Thursday, February 21, 2008

deleuze.

I thought it was interesting the way that Deleuze refered to Guattari's electronic card systems, that one would be able to leave one's apartment, etc etc., when I instead think of my electronic card (my Brown ID) as letting me in to places. I think maybe this has something to do with the way Deleuze is thinking, a lot about enclosure, being enclosed, and that the greatest horror of this system of the electronic card would be gettin trapped inside a place instead of being unable to get into it. Wouldn't you rather be some place than no place?

It got me thinking that I kinda wished Deleuze had gotten more into talking about exclusions in his essay. I found all of what he had to say extremely interesting, and I would just be curious to see what he would have to say about exclusion as opposed to enclosure.

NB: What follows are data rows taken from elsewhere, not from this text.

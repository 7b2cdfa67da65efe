//! Cooldown governor
//!
//! Owns the cooldown counter. `arm(n)` replaces the remaining duration and
//! spawns a one-second ticker task; ticks travel through the controller's
//! channel and are applied with [`CooldownGovernor::on_tick`]. Each arm gets a
//! new generation so ticks from a replaced ticker are ignored.

use std::time::Duration;
use tokio::sync::{mpsc, watch};
use tokio::task::JoinHandle;
use tokio::time::{interval_at, Instant, MissedTickBehavior};
use tracing::{debug, info};

use crate::model::CooldownState;

pub const TICK_PERIOD: Duration = Duration::from_secs(1);

#[derive(Debug, Clone, Copy, PartialEq, Eq)]
pub struct CooldownTick {
    pub generation: u64,
}

#[derive(Debug, Clone, Copy, PartialEq, Eq)]
pub enum TickResult {
    /// Tick from a cancelled or replaced ticker
    Stale,
    Counting(u32),
    Expired,
}

pub struct CooldownGovernor {
    state: CooldownState,
    generation: u64,
    ticker: Option<JoinHandle<()>>,
    tick_tx: mpsc::Sender<CooldownTick>,
    state_tx: watch::Sender<CooldownState>,
}

impl CooldownGovernor {
    pub fn new(tick_tx: mpsc::Sender<CooldownTick>) -> Self {
        let (state_tx, _) = watch::channel(CooldownState::default());
        Self {
            state: CooldownState::default(),
            generation: 0,
            ticker: None,
            tick_tx,
            state_tx,
        }
    }

    pub fn state(&self) -> CooldownState {
        self.state
    }

    pub fn is_active(&self) -> bool {
        self.state.active
    }

    pub fn subscribe(&self) -> watch::Receiver<CooldownState> {
        self.state_tx.subscribe()
    }

    /// Start (or restart) the countdown. The latest duration wins; durations
    /// are never summed. `arm(0)` clears the cooldown.
    pub fn arm(&mut self, seconds: u32) {
        self.cancel_ticker();
        if seconds == 0 {
            self.set_state(CooldownState::default());
            return;
        }

        self.generation += 1;
        self.set_state(CooldownState { remaining_seconds: seconds, active: true });
        self.ticker = Some(spawn_ticker(self.generation, self.tick_tx.clone()));
        info!("Cooldown armed for {}s", seconds);
    }

    pub fn on_tick(&mut self, tick: CooldownTick) -> TickResult {
        if tick.generation != self.generation || !self.state.active {
            return TickResult::Stale;
        }

        let remaining = self.state.remaining_seconds.saturating_sub(1);
        if remaining == 0 {
            self.cancel_ticker();
            self.set_state(CooldownState::default());
            debug!("Cooldown expired");
            TickResult::Expired
        } else {
            self.set_state(CooldownState { remaining_seconds: remaining, active: true });
            TickResult::Counting(remaining)
        }
    }

    /// Stop ticking and clear the counter
    pub fn cancel(&mut self) {
        self.cancel_ticker();
        if self.state.active {
            debug!("Cooldown cancelled with {}s left", self.state.remaining_seconds);
        }
        self.set_state(CooldownState::default());
    }

    fn cancel_ticker(&mut self) {
        if let Some(handle) = self.ticker.take() {
            handle.abort();
        }
        // Any tick already queued from the old ticker becomes stale
        self.generation += 1;
    }

    fn set_state(&mut self, state: CooldownState) {
        self.state = state;
        self.state_tx.send_replace(state);
    }
}

impl Drop for CooldownGovernor {
    fn drop(&mut self) {
        if let Some(handle) = self.ticker.take() {
            handle.abort();
        }
    }
}

fn spawn_ticker(generation: u64, tick_tx: mpsc::Sender<CooldownTick>) -> JoinHandle<()> {
    tokio::spawn(async move {
        let mut timer = interval_at(Instant::now() + TICK_PERIOD, TICK_PERIOD);
        timer.set_missed_tick_behavior(MissedTickBehavior::Delay);
        loop {
            timer.tick().await;
            if tick_tx.send(CooldownTick { generation }).await.is_err() {
                break;
            }
        }
    })
}

#[cfg(test)]
mod tests {
    use super::*;

    async fn next_tick(rx: &mut mpsc::Receiver<CooldownTick>) -> CooldownTick {
        tokio::time::advance(TICK_PERIOD).await;
        rx.recv().await.unwrap()
    }

    #[tokio::test(start_paused = true)]
    async fn test_counts_down_to_expiry() {
        let (tx, mut rx) = mpsc::channel(4);
        let mut governor = CooldownGovernor::new(tx);
        let watcher = governor.subscribe();

        governor.arm(3);
        assert_eq!(*watcher.borrow(), CooldownState { remaining_seconds: 3, active: true });

        let t = next_tick(&mut rx).await;
        assert_eq!(governor.on_tick(t), TickResult::Counting(2));
        let t = next_tick(&mut rx).await;
        assert_eq!(governor.on_tick(t), TickResult::Counting(1));
        let t = next_tick(&mut rx).await;
        assert_eq!(governor.on_tick(t), TickResult::Expired);

        assert!(!governor.is_active());
        assert_eq!(*watcher.borrow(), CooldownState::default());
    }

    #[tokio::test(start_paused = true)]
    async fn test_rearm_replaces_never_sums() {
        let (tx, _rx) = mpsc::channel(4);
        let mut governor = CooldownGovernor::new(tx);

        governor.arm(5);
        governor.arm(2);
        assert_eq!(governor.state(), CooldownState { remaining_seconds: 2, active: true });
    }

    #[tokio::test(start_paused = true)]
    async fn test_ticks_from_replaced_ticker_are_stale() {
        let (tx, mut rx) = mpsc::channel(4);
        let mut governor = CooldownGovernor::new(tx);

        governor.arm(5);
        let old = next_tick(&mut rx).await;
        governor.arm(5);

        assert_eq!(governor.on_tick(old), TickResult::Stale);
        assert_eq!(governor.state().remaining_seconds, 5);
    }

    #[tokio::test(start_paused = true)]
    async fn test_cancel_stops_ticking() {
        let (tx, mut rx) = mpsc::channel(4);
        let mut governor = CooldownGovernor::new(tx);

        governor.arm(5);
        governor.cancel();
        assert!(!governor.is_active());

        tokio::time::advance(Duration::from_secs(3)).await;
        tokio::task::yield_now().await;
        assert!(rx.try_recv().is_err());
    }

    #[tokio::test(start_paused = true)]
    async fn test_arm_zero_clears() {
        let (tx, _rx) = mpsc::channel(4);
        let mut governor = CooldownGovernor::new(tx);
        governor.arm(4);
        governor.arm(0);
        assert_eq!(governor.state(), CooldownState::default());
    }
}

Maybe we can say, this is one of the problems of modernity--exclusion. I don't know if I'm contradicting what Deleuze is saying or something, but it seems to me that exclusion is a new control, one of the new ways of enclosing people. We work all our lives for fears of exclusion, from like, you know, high school to making sure we're in the right economic class (I guess that's what Deleuze meant by "no longer man enclosed, but man in debt"?) Also people are getting more paranoid about security and personal safety, I feel like there's been a change in the way think about open public spaces. Even when we are in public spaces, we still tend to be held back by invisible forms of enclosing ourselves, by letting our fears, hold us back from openly interacting with other humans, even if they are strangers.

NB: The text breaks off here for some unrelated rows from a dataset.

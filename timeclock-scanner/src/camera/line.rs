//! Line-oriented frame source for hand-held readers
//!
//! USB QR readers in keyboard-wedge mode type one payload per line. Each line
//! is treated as a frame. Lines arrive on a channel that outlives any single
//! stream, so the "camera" can be reopened after a stop or switch. Facing is
//! accepted and ignored.
//!
//! Stdin is read on a plain OS thread: a blocking read cannot be cancelled,
//! and parked on the runtime's blocking pool it would hold up shutdown until
//! the next line is typed.

use async_trait::async_trait;
use std::io::BufRead;
use std::sync::Arc;
use tokio::sync::{mpsc, Mutex, OwnedMutexGuard};
use tracing::{debug, warn};

use super::{DecodeAttempt, Decoder, Frame, FrameSource, FrameStream};
use crate::error::CameraError;
use crate::model::Facing;

const LINE_BUFFER: usize = 16;

pub struct LineFrameSource {
    lines: Arc<Mutex<mpsc::Receiver<String>>>,
}

impl LineFrameSource {
    pub fn new(lines: mpsc::Receiver<String>) -> Self {
        Self { lines: Arc::new(Mutex::new(lines)) }
    }

    /// Read lines from stdin on a dedicated thread
    pub fn stdin() -> std::io::Result<Self> {
        let (tx, rx) = mpsc::channel(LINE_BUFFER);
        std::thread::Builder::new()
            .name("stdin-reader".to_string())
            .spawn(move || {
                for line in std::io::stdin().lock().lines() {
                    match line {
                        Ok(line) => {
                            if tx.blocking_send(line).is_err() {
                                break;
                            }
                        }
                        Err(e) => {
                            warn!("Reading stdin failed: {}", e);
                            break;
                        }
                    }
                }
                debug!("Stdin reader finished");
            })?;
        Ok(Self::new(rx))
    }
}

#[async_trait]
impl FrameSource for LineFrameSource {
    async fn open(&self, facing: Facing) -> Result<Box<dyn FrameStream>, CameraError> {
        // Only one stream may hold the reader at a time
        let guard = self.lines.clone().try_lock_owned().map_err(|_| {
            CameraError::Device("line reader already in use".to_string())
        })?;
        debug!("Line reader opened ({} facing requested)", facing);
        Ok(Box::new(LineStream { lines: guard }))
    }
}

struct LineStream {
    lines: OwnedMutexGuard<mpsc::Receiver<String>>,
}

#[async_trait]
impl FrameStream for LineStream {
    async fn next_frame(&mut self) -> Option<Frame> {
        // `Receiver::recv` is cancel-safe; `None` once the reader is gone
        self.lines.recv().await.map(|line| Frame::new(line.into_bytes()))
    }

    async fn release(self: Box<Self>) {
        debug!("Line reader released");
    }
}

/// Treats frame bytes as UTF-8 text; blank frames carry no payload
#[derive(Debug, Default, Clone)]
pub struct TextDecoder;

impl Decoder for TextDecoder {
    fn decode(&self, frame: &Frame) -> DecodeAttempt {
        match std::str::from_utf8(&frame.data) {
            Ok(text) => {
                let payload = text.trim();
                if payload.is_empty() {
                    DecodeAttempt::NoPayload
                } else {
                    DecodeAttempt::Payload(payload.to_string())
                }
            }
            Err(_) => DecodeAttempt::NoPayload,
        }
    }
}

#[cfg(test)]
mod tests {
    use super::*;

    #[test]
    fn test_text_decoder() {
        let decoder = TextDecoder;
        assert_eq!(
            decoder.decode(&Frame::new(b" QR-EMP-001\r\n".to_vec())),
            DecodeAttempt::Payload("QR-EMP-001".into())
        );
        assert_eq!(decoder.decode(&Frame::new(b"\n".to_vec())), DecodeAttempt::NoPayload);
        assert_eq!(decoder.decode(&Frame::new(vec![0xff, 0xfe])), DecodeAttempt::NoPayload);
    }

    #[tokio::test]
    async fn test_line_source_reopens_on_shared_reader() {
        let (tx, rx) = mpsc::channel(4);
        let source = LineFrameSource::new(rx);
        tx.send("QR-EMP-001".to_string()).await.unwrap();
        tx.send("QR-EMP-002".to_string()).await.unwrap();

        let mut first = source.open(Facing::Back).await.unwrap();
        assert!(source.open(Facing::Front).await.is_err());
        let frame = first.next_frame().await.unwrap();
        assert_eq!(frame.data, b"QR-EMP-001");
        first.release().await;

        let mut second = source.open(Facing::Front).await.unwrap();
        let frame = second.next_frame().await.unwrap();
        assert_eq!(frame.data, b"QR-EMP-002");

        drop(tx);
        assert!(second.next_frame().await.is_none());
    }

    #[tokio::test]
    async fn test_pending_read_is_cancel_safe() {
        let (tx, rx) = mpsc::channel(4);
        let source = LineFrameSource::new(rx);
        let mut stream = source.open(Facing::Back).await.unwrap();

        // A read abandoned mid-wait loses nothing
        let waited =
            tokio::time::timeout(std::time::Duration::from_millis(20), stream.next_frame()).await;
        assert!(waited.is_err());

        tx.send("QR-EMP-001".to_string()).await.unwrap();
        let frame = stream.next_frame().await.unwrap();
        assert_eq!(frame.data, b"QR-EMP-001");
    }
}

This kind of goes with a line in Deleuze that struck me the most, that the factory was a body that enclosed, but the corporation is a "spirit, a gas." I think that's really interesting, that we are being held back or enclosed or controlled nowadays less by physical constraints, the physical weights, the burdensome machinery of the factory, but rather by intangible, imaginary shackles. We work in offices now where the worst of our problems will probably have to do with a piece of paper, and yet it seems that there is something so much worse now about paperwork than the fatal dangers of heavy machinery.